[STUDY MATERIAL]

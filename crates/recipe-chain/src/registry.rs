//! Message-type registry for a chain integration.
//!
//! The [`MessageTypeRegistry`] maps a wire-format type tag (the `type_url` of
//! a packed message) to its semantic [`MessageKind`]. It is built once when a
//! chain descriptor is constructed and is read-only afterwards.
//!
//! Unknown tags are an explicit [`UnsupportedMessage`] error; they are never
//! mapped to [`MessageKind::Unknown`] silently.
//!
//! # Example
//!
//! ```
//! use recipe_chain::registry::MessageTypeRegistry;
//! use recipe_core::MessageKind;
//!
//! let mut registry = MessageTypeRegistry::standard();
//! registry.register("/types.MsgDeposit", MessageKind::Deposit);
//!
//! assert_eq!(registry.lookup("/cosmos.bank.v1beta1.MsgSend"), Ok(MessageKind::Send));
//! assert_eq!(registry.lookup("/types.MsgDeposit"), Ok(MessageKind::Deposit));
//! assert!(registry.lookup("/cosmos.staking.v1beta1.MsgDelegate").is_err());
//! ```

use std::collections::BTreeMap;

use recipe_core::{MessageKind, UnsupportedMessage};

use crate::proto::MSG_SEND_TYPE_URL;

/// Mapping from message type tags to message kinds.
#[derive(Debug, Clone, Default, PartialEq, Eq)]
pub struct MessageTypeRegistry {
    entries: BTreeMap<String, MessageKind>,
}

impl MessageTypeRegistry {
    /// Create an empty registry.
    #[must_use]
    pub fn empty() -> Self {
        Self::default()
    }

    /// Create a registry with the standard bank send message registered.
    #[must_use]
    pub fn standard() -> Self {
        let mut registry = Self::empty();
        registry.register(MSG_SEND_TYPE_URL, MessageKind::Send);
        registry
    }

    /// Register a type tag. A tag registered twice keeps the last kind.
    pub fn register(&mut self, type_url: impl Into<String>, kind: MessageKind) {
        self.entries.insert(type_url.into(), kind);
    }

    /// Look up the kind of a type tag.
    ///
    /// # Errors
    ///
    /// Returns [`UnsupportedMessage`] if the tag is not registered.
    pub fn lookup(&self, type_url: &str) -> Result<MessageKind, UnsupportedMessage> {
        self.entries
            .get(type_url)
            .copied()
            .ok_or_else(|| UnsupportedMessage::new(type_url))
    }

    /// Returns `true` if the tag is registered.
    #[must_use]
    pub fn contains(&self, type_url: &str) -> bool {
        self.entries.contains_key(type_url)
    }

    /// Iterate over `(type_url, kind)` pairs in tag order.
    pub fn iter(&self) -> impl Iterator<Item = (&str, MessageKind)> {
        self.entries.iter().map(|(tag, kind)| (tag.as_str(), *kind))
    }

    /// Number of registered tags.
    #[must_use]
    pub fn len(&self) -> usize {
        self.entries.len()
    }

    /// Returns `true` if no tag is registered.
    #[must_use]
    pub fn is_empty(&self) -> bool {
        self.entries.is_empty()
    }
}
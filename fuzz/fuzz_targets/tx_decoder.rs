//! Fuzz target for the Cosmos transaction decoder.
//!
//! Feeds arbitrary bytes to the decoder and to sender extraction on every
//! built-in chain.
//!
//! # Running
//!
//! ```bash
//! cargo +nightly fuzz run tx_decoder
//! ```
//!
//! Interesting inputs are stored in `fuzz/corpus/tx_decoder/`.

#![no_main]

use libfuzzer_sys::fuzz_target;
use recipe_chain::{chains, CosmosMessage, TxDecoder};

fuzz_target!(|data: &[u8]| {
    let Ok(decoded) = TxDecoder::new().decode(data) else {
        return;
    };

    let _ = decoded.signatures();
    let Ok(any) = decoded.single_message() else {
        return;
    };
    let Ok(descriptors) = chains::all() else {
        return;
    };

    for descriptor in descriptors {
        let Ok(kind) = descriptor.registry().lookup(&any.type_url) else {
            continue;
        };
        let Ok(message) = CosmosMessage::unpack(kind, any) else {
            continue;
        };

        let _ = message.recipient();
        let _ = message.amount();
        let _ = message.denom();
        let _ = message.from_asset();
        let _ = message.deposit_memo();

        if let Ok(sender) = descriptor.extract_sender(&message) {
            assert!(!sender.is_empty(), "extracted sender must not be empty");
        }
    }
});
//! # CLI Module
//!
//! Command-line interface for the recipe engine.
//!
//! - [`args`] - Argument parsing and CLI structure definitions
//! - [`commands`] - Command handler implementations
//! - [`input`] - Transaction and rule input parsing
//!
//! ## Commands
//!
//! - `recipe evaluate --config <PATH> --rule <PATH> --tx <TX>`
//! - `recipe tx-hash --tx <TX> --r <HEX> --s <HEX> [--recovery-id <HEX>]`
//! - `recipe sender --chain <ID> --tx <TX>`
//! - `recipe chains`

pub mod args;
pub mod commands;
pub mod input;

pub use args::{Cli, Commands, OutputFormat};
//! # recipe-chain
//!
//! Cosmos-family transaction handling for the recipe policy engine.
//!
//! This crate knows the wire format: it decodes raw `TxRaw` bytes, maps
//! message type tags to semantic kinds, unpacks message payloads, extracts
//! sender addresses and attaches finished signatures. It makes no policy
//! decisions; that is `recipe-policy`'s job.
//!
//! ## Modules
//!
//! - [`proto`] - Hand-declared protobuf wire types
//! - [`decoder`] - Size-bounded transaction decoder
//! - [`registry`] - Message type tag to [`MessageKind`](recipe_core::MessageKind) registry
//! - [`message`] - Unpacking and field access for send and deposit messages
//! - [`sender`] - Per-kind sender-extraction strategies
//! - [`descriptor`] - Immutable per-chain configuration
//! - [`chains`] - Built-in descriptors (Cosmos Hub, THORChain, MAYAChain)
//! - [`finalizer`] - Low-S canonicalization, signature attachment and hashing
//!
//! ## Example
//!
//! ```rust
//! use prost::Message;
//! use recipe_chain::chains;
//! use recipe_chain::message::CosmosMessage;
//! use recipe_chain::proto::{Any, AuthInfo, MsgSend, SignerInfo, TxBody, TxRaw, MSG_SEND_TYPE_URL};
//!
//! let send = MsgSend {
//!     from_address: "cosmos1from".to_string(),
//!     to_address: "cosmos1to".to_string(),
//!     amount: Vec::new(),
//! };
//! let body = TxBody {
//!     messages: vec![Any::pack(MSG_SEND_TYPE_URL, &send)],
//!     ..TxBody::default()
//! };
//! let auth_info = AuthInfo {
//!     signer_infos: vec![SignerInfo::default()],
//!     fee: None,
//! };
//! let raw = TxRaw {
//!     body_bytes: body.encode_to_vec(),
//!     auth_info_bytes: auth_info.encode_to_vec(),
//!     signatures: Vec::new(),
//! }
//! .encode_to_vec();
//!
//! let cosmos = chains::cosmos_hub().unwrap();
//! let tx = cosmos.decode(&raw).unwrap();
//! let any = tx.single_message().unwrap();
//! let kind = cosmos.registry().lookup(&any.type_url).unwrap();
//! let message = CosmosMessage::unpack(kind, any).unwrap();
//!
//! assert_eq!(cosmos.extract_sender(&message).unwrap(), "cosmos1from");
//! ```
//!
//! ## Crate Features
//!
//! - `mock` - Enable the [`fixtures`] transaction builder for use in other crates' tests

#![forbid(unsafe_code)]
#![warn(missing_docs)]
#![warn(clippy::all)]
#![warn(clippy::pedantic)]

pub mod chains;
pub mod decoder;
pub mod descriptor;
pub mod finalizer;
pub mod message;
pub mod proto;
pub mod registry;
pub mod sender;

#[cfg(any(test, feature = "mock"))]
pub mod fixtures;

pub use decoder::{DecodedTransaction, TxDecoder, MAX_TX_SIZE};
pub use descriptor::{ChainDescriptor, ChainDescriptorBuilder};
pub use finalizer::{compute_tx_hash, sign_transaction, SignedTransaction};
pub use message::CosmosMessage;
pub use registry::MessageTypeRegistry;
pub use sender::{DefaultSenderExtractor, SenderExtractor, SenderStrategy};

* * *

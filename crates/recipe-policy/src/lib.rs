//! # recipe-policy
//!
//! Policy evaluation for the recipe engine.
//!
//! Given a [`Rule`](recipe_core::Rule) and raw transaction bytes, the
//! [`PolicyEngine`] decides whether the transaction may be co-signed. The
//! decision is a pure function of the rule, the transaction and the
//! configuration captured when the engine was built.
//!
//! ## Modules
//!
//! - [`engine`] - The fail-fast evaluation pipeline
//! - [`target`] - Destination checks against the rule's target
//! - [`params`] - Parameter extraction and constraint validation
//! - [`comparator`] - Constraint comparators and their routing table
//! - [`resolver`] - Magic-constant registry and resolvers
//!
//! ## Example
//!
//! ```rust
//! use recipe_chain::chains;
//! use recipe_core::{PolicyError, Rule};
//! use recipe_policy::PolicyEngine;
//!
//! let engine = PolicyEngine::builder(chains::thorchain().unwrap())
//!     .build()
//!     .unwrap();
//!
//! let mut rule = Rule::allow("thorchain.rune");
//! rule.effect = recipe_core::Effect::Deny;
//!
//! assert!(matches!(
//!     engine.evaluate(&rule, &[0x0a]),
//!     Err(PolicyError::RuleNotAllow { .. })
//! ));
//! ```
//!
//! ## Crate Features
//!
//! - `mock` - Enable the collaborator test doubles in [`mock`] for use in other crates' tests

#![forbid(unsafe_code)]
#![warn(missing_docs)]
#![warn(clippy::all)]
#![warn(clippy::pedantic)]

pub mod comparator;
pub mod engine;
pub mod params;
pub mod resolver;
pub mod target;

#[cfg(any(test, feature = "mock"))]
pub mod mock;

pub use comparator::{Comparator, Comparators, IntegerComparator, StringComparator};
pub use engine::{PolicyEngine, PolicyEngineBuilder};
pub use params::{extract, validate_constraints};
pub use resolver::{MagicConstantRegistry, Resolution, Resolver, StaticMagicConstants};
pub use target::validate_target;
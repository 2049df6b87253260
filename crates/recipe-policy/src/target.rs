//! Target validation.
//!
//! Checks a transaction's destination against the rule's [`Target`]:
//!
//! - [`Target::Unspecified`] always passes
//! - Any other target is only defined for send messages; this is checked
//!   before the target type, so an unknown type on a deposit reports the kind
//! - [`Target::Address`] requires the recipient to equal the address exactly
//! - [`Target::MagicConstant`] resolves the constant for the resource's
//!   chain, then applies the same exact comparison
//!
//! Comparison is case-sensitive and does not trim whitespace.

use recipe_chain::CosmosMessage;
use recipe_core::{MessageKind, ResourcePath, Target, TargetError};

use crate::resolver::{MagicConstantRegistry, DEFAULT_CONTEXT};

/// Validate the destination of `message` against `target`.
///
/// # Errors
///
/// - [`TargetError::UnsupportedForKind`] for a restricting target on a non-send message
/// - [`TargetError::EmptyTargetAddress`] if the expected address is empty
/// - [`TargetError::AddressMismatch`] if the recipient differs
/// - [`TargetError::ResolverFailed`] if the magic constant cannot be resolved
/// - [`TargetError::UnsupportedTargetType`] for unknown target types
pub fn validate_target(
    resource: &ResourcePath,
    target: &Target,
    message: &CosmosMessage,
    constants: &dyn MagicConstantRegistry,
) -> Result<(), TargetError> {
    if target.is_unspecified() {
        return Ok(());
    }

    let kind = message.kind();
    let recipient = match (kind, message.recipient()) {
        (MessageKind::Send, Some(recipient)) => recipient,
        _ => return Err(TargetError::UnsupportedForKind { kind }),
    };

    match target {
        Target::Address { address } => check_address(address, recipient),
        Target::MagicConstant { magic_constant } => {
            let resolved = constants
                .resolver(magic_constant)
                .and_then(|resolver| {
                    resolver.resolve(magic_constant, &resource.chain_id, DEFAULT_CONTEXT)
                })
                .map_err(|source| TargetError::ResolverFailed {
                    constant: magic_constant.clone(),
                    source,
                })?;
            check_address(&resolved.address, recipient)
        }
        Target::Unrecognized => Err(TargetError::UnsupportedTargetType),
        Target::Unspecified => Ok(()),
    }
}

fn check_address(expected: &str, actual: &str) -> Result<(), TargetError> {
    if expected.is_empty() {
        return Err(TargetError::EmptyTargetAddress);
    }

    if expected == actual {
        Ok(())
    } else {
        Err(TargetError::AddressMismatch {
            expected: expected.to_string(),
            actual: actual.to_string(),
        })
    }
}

[WHAT TO DO] Retype only the stretch of lines above starting at the one with "let _ = message.recipient();" and stopping at the one with "Command handler implementations", exactly as written, with both kept.

[RESPONSE AREA]
        let _ = message.recipient();
        let _ = message.amount();
        let _ = message.denom();
        let _ = message.from_asset();
        let _ = message.deposit_memo();

        if let Ok(sender) = descriptor.extract_sender(&message) {
            assert!(!sender.is_empty(), "extracted sender must not be empty");
        }
    }
});
//! # CLI Module
//!
//! Command-line interface for the recipe engine.
//!
//! - [`args`] - Argument parsing and CLI structure definitions
//! - [`commands`] - Command handler implementations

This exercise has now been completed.